# Supplied records
• • •

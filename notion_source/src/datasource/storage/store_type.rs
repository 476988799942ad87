use crate::datasource::errors::DataSourceError;
use crate::datasource::types::{DataSourceBinding, SourceInfo};
use crate::storage::GENERIC_DATA_STORE;

use super::postgres::*;
use super::sqlite::*;

/// Tenant and provider a binding query is scoped to
#[derive(Debug, Clone, Copy)]
pub(crate) struct BindingKey<'a> {
    pub(crate) tenant_id: &'a str,
    pub(crate) provider: &'a str,
}

impl<'a> BindingKey<'a> {
    pub(crate) fn new(tenant_id: &'a str, provider: &'a str) -> Self {
        Self {
            tenant_id,
            provider,
        }
    }
}

pub(crate) struct DataSourceStore;

impl DataSourceStore {
    /// Creates the bindings table if needed and checks its columns
    pub(crate) async fn init() -> Result<(), DataSourceError> {
        let store = GENERIC_DATA_STORE.lock().await;

        if let Some(pool) = store.as_sqlite() {
            create_tables_sqlite(pool).await?;
            validate_binding_tables_sqlite(pool).await
        } else if let Some(pool) = store.as_postgres() {
            create_tables_postgres(pool).await?;
            validate_binding_tables_postgres(pool).await
        } else {
            Err(DataSourceError::Storage(
                "Unsupported database type".to_string(),
            ))
        }
    }

    /// Binding holding `access_token`, disabled or not
    #[cfg(test)]
    pub(crate) async fn get_binding_by_token(
        key: &BindingKey<'_>,
        access_token: &str,
    ) -> Result<Option<DataSourceBinding>, DataSourceError> {
        let store = GENERIC_DATA_STORE.lock().await;

        match store.as_sqlite() {
            Some(pool) => get_binding_by_token_sqlite(pool, key, access_token).await,
            None => Err(DataSourceError::Storage(
                "Test helper supports SQLite only".to_string(),
            )),
        }
    }

    pub(crate) async fn get_enabled_binding(
        key: &BindingKey<'_>,
        binding_id: &str,
    ) -> Result<Option<DataSourceBinding>, DataSourceError> {
        let store = GENERIC_DATA_STORE.lock().await;

        if let Some(pool) = store.as_sqlite() {
            get_enabled_binding_sqlite(pool, key, binding_id).await
        } else if let Some(pool) = store.as_postgres() {
            get_enabled_binding_postgres(pool, key, binding_id).await
        } else {
            Err(DataSourceError::Storage(
                "Unsupported database type".to_string(),
            ))
        }
    }

    /// All bindings of the tenant, most recently updated first
    pub(crate) async fn list_bindings(
        key: &BindingKey<'_>,
    ) -> Result<Vec<DataSourceBinding>, DataSourceError> {
        let store = GENERIC_DATA_STORE.lock().await;

        if let Some(pool) = store.as_sqlite() {
            list_bindings_sqlite(pool, key).await
        } else if let Some(pool) = store.as_postgres() {
            list_bindings_postgres(pool, key).await
        } else {
            Err(DataSourceError::Storage(
                "Unsupported database type".to_string(),
            ))
        }
    }

    /// Replaces `source_info` of the binding keyed by `access_token` and
    /// re-enables it, or creates a fresh binding when there is none.
    pub(crate) async fn upsert_binding(
        key: &BindingKey<'_>,
        access_token: &str,
        source_info: &SourceInfo,
    ) -> Result<DataSourceBinding, DataSourceError> {
        let new_id = uuid::Uuid::new_v4().to_string();
        let store = GENERIC_DATA_STORE.lock().await;

        let binding = if let Some(pool) = store.as_sqlite() {
            upsert_binding_sqlite(pool, key, access_token, source_info, new_id).await?
        } else if let Some(pool) = store.as_postgres() {
            upsert_binding_postgres(pool, key, access_token, source_info, new_id).await?
        } else {
            return Err(DataSourceError::Storage(
                "Unsupported database type".to_string(),
            ));
        };

        tracing::info!(
            "Stored {} binding {} for tenant {} ({} pages)",
            binding.provider,
            binding.id,
            binding.tenant_id,
            binding.source_info.total
        );
        Ok(binding)
    }

    pub(crate) async fn update_source_info(
        binding_id: &str,
        source_info: &SourceInfo,
    ) -> Result<DataSourceBinding, DataSourceError> {
        let store = GENERIC_DATA_STORE.lock().await;

        let binding = if let Some(pool) = store.as_sqlite() {
            update_source_info_sqlite(pool, binding_id, source_info).await?
        } else if let Some(pool) = store.as_postgres() {
            update_source_info_postgres(pool, binding_id, source_info).await?
        } else {
            return Err(DataSourceError::Storage(
                "Unsupported database type".to_string(),
            ));
        };

        tracing::info!(
            "Resynced binding {} ({} pages)",
            binding.id,
            binding.source_info.total
        );
        Ok(binding)
    }

    #[cfg(test)]
    pub(crate) async fn disable_binding(binding_id: &str) -> Result<(), DataSourceError> {
        let store = GENERIC_DATA_STORE.lock().await;

        match store.as_sqlite() {
            Some(pool) => set_disabled_sqlite(pool, binding_id).await,
            None => Err(DataSourceError::Storage(
                "Test helper supports SQLite only".to_string(),
            )),
        }
    }
}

• • •

# Problem description
Print every record above exactly as it stands.

# Final answer
filename notion_source/src/datasource/storage/store_type.rs
repository 476988799942ad87
use crate::datasource::errors::DataSourceError;
use crate::datasource::types::{DataSourceBinding, SourceInfo};
use crate::storage::GENERIC_DATA_STORE;

use super::postgres::*;
use super::sqlite::*;

/// Tenant and provider a binding query is scoped to
#[derive(Debug, Clone, Copy)]
pub(crate) struct BindingKey<'a> {
    pub(crate) tenant_id: &'a str,
    pub(crate) provider: &'a str,
}

impl<'a> BindingKey<'a> {
    pub(crate) fn new(tenant_id: &'a str, provider: &'a str) -> Self {
        Self {
            tenant_id,
            provider,
        }
    }
}

pub(crate) struct DataSourceStore;

impl DataSourceStore {
    /// Creates the bindings table if needed and checks its columns
    pub(crate) async fn init() -> Result<(), DataSourceError> {
        let store = GENERIC_DATA_STORE.lock().await;

        if let Some(pool) = store.as_sqlite() {
            create_tables_sqlite(pool).await?;
            validate_binding_tables_sqlite(pool).await
        } else if let Some(pool) = store.as_postgres() {
            create_tables_postgres(pool).await?;
            validate_binding_tables_postgres(pool).await
        } else {
            Err(DataSourceError::Storage(
                "Unsupported database type".to_string(),
            ))
        }
    }

    /// Binding holding `access_token`, disabled or not
    #[cfg(test)]
    pub(crate) async fn get_binding_by_token(
        key: &BindingKey<'_>,
        access_token: &str,
    ) -> Result<Option<DataSourceBinding>, DataSourceError> {
        let store = GENERIC_DATA_STORE.lock().await;

        match store.as_sqlite() {
            Some(pool) => get_binding_by_token_sqlite(pool, key, access_token).await,
            None => Err(DataSourceError::Storage(
                "Test helper supports SQLite only".to_string(),
            )),
        }
    }

    pub(crate) async fn get_enabled_binding(
        key: &BindingKey<'_>,
        binding_id: &str,
    ) -> Result<Option<DataSourceBinding>, DataSourceError> {
        let store = GENERIC_DATA_STORE.lock().await;

        if let Some(pool) = store.as_sqlite() {
            get_enabled_binding_sqlite(pool, key, binding_id).await
        } else if let Some(pool) = store.as_postgres() {
            get_enabled_binding_postgres(pool, key, binding_id).await
        } else {
            Err(DataSourceError::Storage(
                "Unsupported database type".to_string(),
            ))
        }
    }

    /// All bindings of the tenant, most recently updated first
    pub(crate) async fn list_bindings(
        key: &BindingKey<'_>,
    ) -> Result<Vec<DataSourceBinding>, DataSourceError> {
        let store = GENERIC_DATA_STORE.lock().await;

        if let Some(pool) = store.as_sqlite() {
            list_bindings_sqlite(pool, key).await
        } else if let Some(pool) = store.as_postgres() {
            list_bindings_postgres(pool, key).await
        } else {
            Err(DataSourceError::Storage(
                "Unsupported database type".to_string(),
            ))
        }
    }

    /// Replaces `source_info` of the binding keyed by `access_token` and
    /// re-enables it, or creates a fresh binding when there is none.
    pub(crate) async fn upsert_binding(
        key: &BindingKey<'_>,
        access_token: &str,
        source_info: &SourceInfo,
    ) -> Result<DataSourceBinding, DataSourceError> {
        let new_id = uuid::Uuid::new_v4().to_string();
        let store = GENERIC_DATA_STORE.lock().await;

        let binding = if let Some(pool) = store.as_sqlite() {
            upsert_binding_sqlite(pool, key, access_token, source_info, new_id).await?
        } else if let Some(pool) = store.as_postgres() {
            upsert_binding_postgres(pool, key, access_token, source_info, new_id).await?
        } else {
            return Err(DataSourceError::Storage(
                "Unsupported database type".to_string(),
            ));
        };

        tracing::info!(
            "Stored {} binding {} for tenant {} ({} pages)",
            binding.provider,
            binding.id,
            binding.tenant_id,
            binding.source_info.total
        );
        Ok(binding)
    }

    pub(crate) async fn update_source_info(
        binding_id: &str,
        source_info: &SourceInfo,
    ) -> Result<DataSourceBinding, DataSourceError> {
        let store = GENERIC_DATA_STORE.lock().await;

        let binding = if let Some(pool) = store.as_sqlite() {
            update_source_info_sqlite(pool, binding_id, source_info).await?
        } else if let Some(pool) = store.as_postgres() {
            update_source_info_postgres(pool, binding_id, source_info).await?
        } else {
            return Err(DataSourceError::Storage(
                "Unsupported database type".to_string(),
            ));
        };

        tracing::info!(
            "Resynced binding {} ({} pages)",
            binding.id,
            binding.source_info.total
        );
        Ok(binding)
    }

    #[cfg(test)]
    pub(crate) async fn disable_binding(binding_id: &str) -> Result<(), DataSourceError> {
        let store = GENERIC_DATA_STORE.lock().await;

        match store.as_sqlite() {
            Some(pool) => set_disabled_sqlite(pool, binding_id).await,
            None => Err(DataSourceError::Storage(
                "Test helper supports SQLite only".to_string(),
            )),
        }
    }
}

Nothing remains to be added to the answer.